Be Prepared to Be a ‘Difficult Woman’ and Make Yourself Heard in the Boardroom

Though the proportion of women in boardrooms is slowly improving, many obstacles still remain for female executives looking to advance their careers and their organisations.

Patricia Seabright is a speaking coach and the author of ‘She Said! A guide for millennial women to speaking and being heard‘, is published by Panoma Press, priced £14.99, available online and from all good bookstores.

It may seem surprising in 2020, but it is a fact that women are heard less.

Research suggests that men speak for 75% of the time in decision-making groups. Women are interrupted 50% of the time, i.e. every other time they speak. and 69% of speakers at conferences worldwide are male.

For the book ‘She Said!’ I interviewed many board level women, COO/ CTO / CMO /General counsel / Chief people officer and others senior in non-commercial organisations, an executive head teacher, MP’s, and a Bishop. What was clear was that these women who have reached the top of their fields have found a way (often unconsciously) to be heard. But what does affect these senior women and still make it hard work for them to be heard?

1. Many women have strong perfection drivers. As Reshma Saujani points out in her book of the same name, we raise boys to be brave and girls to be perfect. Men are “allowed” to mess it up and try again; after all, “boys will be boys”, but women have to get it right. The impostor syndrome that besets so many women comes from striving to reach that unattainable standard of perfection. For example, a woman who questioned her significant abilities is Dame Emma Walmsley, the CEO of Pharmaceutical giant GSK, arguably the most powerful woman in British business. When she got the role in 2016, she said, “I spent a week persuading myself I would be insane to do it,”, adding she asked herself: “‘Am I really qualified? How could a mum and a wife take on something so big?'” She accepted after her husband “gently reminded me that every time I’d taken a new role, I had constantly told him it was too big for me and then managed fine”.

Men are “allowed” to mess it up and try again; after all, “boys will be boys”, but women have to get it right.

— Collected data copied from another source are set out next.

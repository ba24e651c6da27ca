// SPDX-FileCopyrightText: 2026 Bruno Meilick
// SPDX-License-Identifier: LicenseRef-Fabflow-FreeUse-NoCopy-NoDerivatives
//
// All rights reserved.
//
// This file is part of Fabflow and is proprietary software.
// Unauthorized copying, modification, or distribution is prohibited.

use std::fmt;

use serde::{Deserialize, Serialize};

/// Wire body of one blocking chat-completion request.
#[derive(Debug, Serialize)]
struct ChatRequestBody<'a> {
    inputs: serde_json::Value,
    query: &'a str,
    response_mode: &'a str,
    conversation_id: &'a str,
    user: &'a str,
    files: Vec<serde_json::Value>,
}

/// The subset of the endpoint's reply this system consumes. The
/// conversation id is empty or absent on the first turn.
#[derive(Debug, Clone, Default, PartialEq, Eq, Deserialize)]
pub struct ChatReply {
    #[serde(default)]
    answer: Option<String>,
    #[serde(default)]
    conversation_id: Option<String>,
}

impl ChatReply {
    pub fn new(answer: Option<String>, conversation_id: Option<String>) -> Self {
        Self {
            answer,
            conversation_id,
        }
    }

    pub fn answer(&self) -> Option<&str> {
        self.answer.as_deref()
    }

    pub fn conversation_id(&self) -> Option<&str> {
        self.conversation_id.as_deref()
    }
}

/// Failure talking to the chat endpoint. Recovered locally by the
/// conversation controller; never re-raised past it.
#[derive(Debug)]
pub struct ChatClientError {
    source: reqwest::Error,
}

impl fmt::Display for ChatClientError {
    fn fmt(&self, f: &mut fmt::Formatter<'_>) -> fmt::Result {
        write!(f, "chat endpoint request failed: {}", self.source)
    }
}

impl std::error::Error for ChatClientError {
    fn source(&self) -> Option<&(dyn std::error::Error + 'static)> {
        Some(&self.source)
    }
}

impl From<reqwest::Error> for ChatClientError {
    fn from(source: reqwest::Error) -> Self {
        Self { source }
    }
}

/// Bearer-authenticated client for the hosted chat-completion endpoint.
#[derive(Debug, Clone)]
pub struct ChatClient {
    endpoint: String,
    api_key: String,
    http: reqwest::Client,
}

impl ChatClient {
    pub fn new(endpoint: impl Into<String>, api_key: impl Into<String>) -> Self {
        Self {
            endpoint: endpoint.into(),
            api_key: api_key.into(),
            http: reqwest::Client::new(),
        }
    }

    pub fn endpoint(&self) -> &str {
        &self.endpoint
    }

    /// Issues one blocking chat turn. `conversation_id` is empty on the
    /// first turn of a session.
    pub async fn send_message(
        &self,
        query: &str,
        user_id: &str,
        conversation_id: &str,
    ) -> Result<ChatReply, ChatClientError> {
        let body = ChatRequestBody {
            inputs: serde_json::json!({}),
            query,
            response_mode: "blocking",
            conversation_id,
            user: user_id,
            files: Vec::new(),
        };

        let response = self
            .http
            .post(&self.endpoint)
            .bearer_auth(&self.api_key)
            .json(&body)
            .send()
            .await?;

        let reply = response.error_for_status()?.json::<ChatReply>().await?;
        Ok(reply)
    }
}

#[cfg(test)]
mod tests {
    use super::{ChatReply, ChatRequestBody};

    #[test]
    fn request_body_matches_the_endpoint_contract() {
        let body = ChatRequestBody {
            inputs: serde_json::json!({}),
            query: "make me a flow",
            response_mode: "blocking",
            conversation_id: "",
            user: "user_1700000000000",
            files: Vec::new(),
        };

        let value = serde_json::to_value(&body).expect("serialize");
        assert_eq!(
            value,
            serde_json::json!({
                "inputs": {},
                "query": "make me a flow",
                "response_mode": "blocking",
                "conversation_id": "",
                "user": "user_1700000000000",
                "files": [],
            })
        );
    }

    #[test]
    fn replies_tolerate_absent_fields() {
        let reply: ChatReply = serde_json::from_str("{}").expect("deserialize");
        assert_eq!(reply.answer(), None);
        assert_eq!(reply.conversation_id(), None);

        let reply: ChatReply =
            serde_json::from_str(r#"{"answer":"hi","conversation_id":"c1","extra":42}"#)
                .expect("deserialize");
        assert_eq!(reply.answer(), Some("hi"));
        assert_eq!(reply.conversation_id(), Some("c1"));
    }
}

2. Many senior women find themselves being “onlys”, i.e. the only woman on the board, the only senior women in their area. This leads to them being more visible, more scrutinised, and more criticised. They are different from the accepted (male) norms and so their style and approach often sits uncomfortably with their male colleagues and is often judged negatively regardless of results. One CTO I spoke with described her role as lone woman on the board as “hard and lonely”. One COO said that the constant criticism made her develop a hard “shell” and sometime be harder or sharper in her communication style as a defensive mechanism.

3. This then leads us into the other issue women and especially senior women face, which is the likability bias. Women who do not display enough of the culturally ”approved” female emotions (empathy, gentleness, caring, kindness etc), but instead display traditional leadership traits ( assertiveness, decisiveness, determination, ambition) are often deemed “less likable”, and this makes it harder to influence, persuade and engage the relevant stakeholders.

Clearly then senior women, in order to reach the same point of acceptance of credibility as men, must navigate a minefield in order to be fully “heard”. What then are some of the best practices in helping senior women do this more consciously to make their lives less “hard and lonely”?

One (often unconscious) technique successful women use is to work harder, much harder, at working relationships. Clearly this is time-consuming but as a communication style it meets the expectations of being a female (caring, gentle etc) but it gets the job done while still being “likeable”. When I asked former Home Secretary, Amber Rudd, how  she was able to deal with the likeability issue, she said she would always go out of her way to take people aside, recognise and thank them and make sure they were aware of how important they were to her and to achieving departmental objectives. She said, “I definitely worked harder at relationships than my male counterparts”.

If you are willing to challenge prevailing norms, then you may have to make your peace with being more respected than liked. There is an attractive authenticity in that approach that works for many women. To perhaps be a “bloody difficult woman” as Ken Clark once called former Prime Minister, Theresa May. One way to handle it is to use humour. To an extent, Theresa May turned it around by taking the intended criticism and wearing it as a badge of honour, including the phrase in her speeches and making something of a joke of it. Bloody Difficult Woman T-shirts are now widely available!

Another best practice is to be wary of advice from well meaning male mentors. A woman who was CEO of a division of a multinational business told me of a time when she was presenting her achievements to the global CEO and was advised that she needed to position the presentation to talk about her and her achievements, whereas she was inclined to talk about the team effort. She followed the (male) coach’s advice and was subsequently criticised for lack of acknowledgement of her team! Women are judged by different standards; different criteria and you need to be aware of that. Male coaches/ mentors often are not.

It may still be a minefield but being aware of the issues and consciously navigating or challenging the specific issues in being heard as a woman, is the recipe for success.